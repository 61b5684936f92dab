//! Color model for styled cells.
//!
//! A [`Color`] is a tagged variant rather than a plain RGB triple so that
//! "use whatever the display considers default" stays distinguishable from
//! any concrete color all the way through rendering.

/// A cell foreground or background color.
#[derive(Clone, Copy, Debug, PartialEq, Eq, Default)]
pub enum Color {
    /// Use the display's default foreground or background.
    #[default]
    Default,
    /// ANSI 16-color palette index, 0..=15.
    Standard(u8),
    /// 256-color palette index.
    Palette256(u8),
    /// Truecolor RGB.
    Rgb { r: u8, g: u8, b: u8 },
}

impl Color {
    /// Resolves `Default` to an opaque stand-in so blending always has a
    /// concrete RGB triple to work with. Indexed colors are left to the
    /// display driver to resolve against its palette; callers that need a
    /// guaranteed RGB value for indexed colors must resolve them upstream.
    fn as_rgb_or(self, default: (u8, u8, u8)) -> (u8, u8, u8) {
        match self {
            Color::Default => default,
            Color::Rgb { r, g, b } => (r, g, b),
            Color::Standard(i) => standard_rgb(i),
            Color::Palette256(i) => palette256_rgb(i),
        }
    }
}

/// Fixed RGB values for the 16 standard ANSI colors, used only when a blend
/// needs a concrete triple (the core never uses this table for rendering
/// otherwise — that stays the display driver's job).
fn standard_rgb(index: u8) -> (u8, u8, u8) {
    const TABLE: [(u8, u8, u8); 16] = [
        (0, 0, 0),
        (205, 0, 0),
        (0, 205, 0),
        (205, 205, 0),
        (0, 0, 238),
        (205, 0, 205),
        (0, 205, 205),
        (229, 229, 229),
        (127, 127, 127),
        (255, 0, 0),
        (0, 255, 0),
        (255, 255, 0),
        (92, 92, 255),
        (255, 0, 255),
        (0, 255, 255),
        (255, 255, 255),
    ];
    TABLE[(index & 0x0f) as usize]
}

/// 256-color palette: 0..16 standard, 16..232 the 6x6x6 cube, 232..256 grayscale.
fn palette256_rgb(index: u8) -> (u8, u8, u8) {
    match index {
        0..=15 => standard_rgb(index),
        16..=231 => {
            let i = index - 16;
            let r = i / 36;
            let g = (i % 36) / 6;
            let b = i % 6;
            let scale = |c: u8| if c == 0 { 0 } else { 55 + c * 40 };
            (scale(r), scale(g), scale(b))
        }
        232..=255 => {
            let level = 8 + (index - 232) * 10;
            (level, level, level)
        }
    }
}

/// Mixes `base` and `overlay` linearly, `t=0` yielding `base` and `t=1`
/// yielding `overlay`. `Default` resolves to opaque black when used as a
/// background, opaque white when used as a foreground.
pub fn blend(base: Color, overlay: Color, t: f32, as_foreground: bool) -> Color {
    let t = t.clamp(0.0, 1.0);
    let default = if as_foreground {
        (255, 255, 255)
    } else {
        (0, 0, 0)
    };
    let (br, bg, bb) = base.as_rgb_or(default);
    let (or, og, ob) = overlay.as_rgb_or(default);
    let mix = |a: u8, b: u8| -> u8 {
        let a = a as f32;
        let b = b as f32;
        (a + (b - a) * t).round().clamp(0.0, 255.0) as u8
    };
    Color::Rgb {
        r: mix(br, or),
        g: mix(bg, og),
        b: mix(bb, ob),
    }
}

/// Converts an HSV color to RGB using the standard 6-sector decomposition.
///
/// `angle_rad` wraps freely (it is reduced mod 2π); `saturation` and `value`
/// are clamped to `[0,1]`.
pub fn hsv_to_rgb(angle_rad: f32, saturation: f32, value: f32) -> Color {
    use std::f32::consts::TAU;
    let s = saturation.clamp(0.0, 1.0);
    let v = value.clamp(0.0, 1.0);
    let h = angle_rad.rem_euclid(TAU) / TAU * 6.0;
    let sector = h.floor() as i32 % 6;
    let f = h - h.floor();

    let p = v * (1.0 - s);
    let q = v * (1.0 - s * f);
    let t = v * (1.0 - s * (1.0 - f));

    let (r, g, b) = match sector {
        0 => (v, t, p),
        1 => (q, v, p),
        2 => (p, v, t),
        3 => (p, q, v),
        4 => (t, p, v),
        _ => (v, p, q),
    };

    let scale = |c: f32| (c * 255.0).round().clamp(0.0, 255.0) as u8;
    Color::Rgb {
        r: scale(r),
        g: scale(g),
        b: scale(b),
    }
}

TASK STATEMENT. Return, word for word, the lines of the data above from the line with "let s = saturation.clamp(0.0, 1.0);" through the line with "let q = v * (1.0 - s * f);", inclusive.

ANSWER.
    let s = saturation.clamp(0.0, 1.0);
    let v = value.clamp(0.0, 1.0);
    let h = angle_rad.rem_euclid(TAU) / TAU * 6.0;
    let sector = h.floor() as i32 % 6;
    let f = h - h.floor();

    let p = v * (1.0 - s);
    let q = v * (1.0 - s * f);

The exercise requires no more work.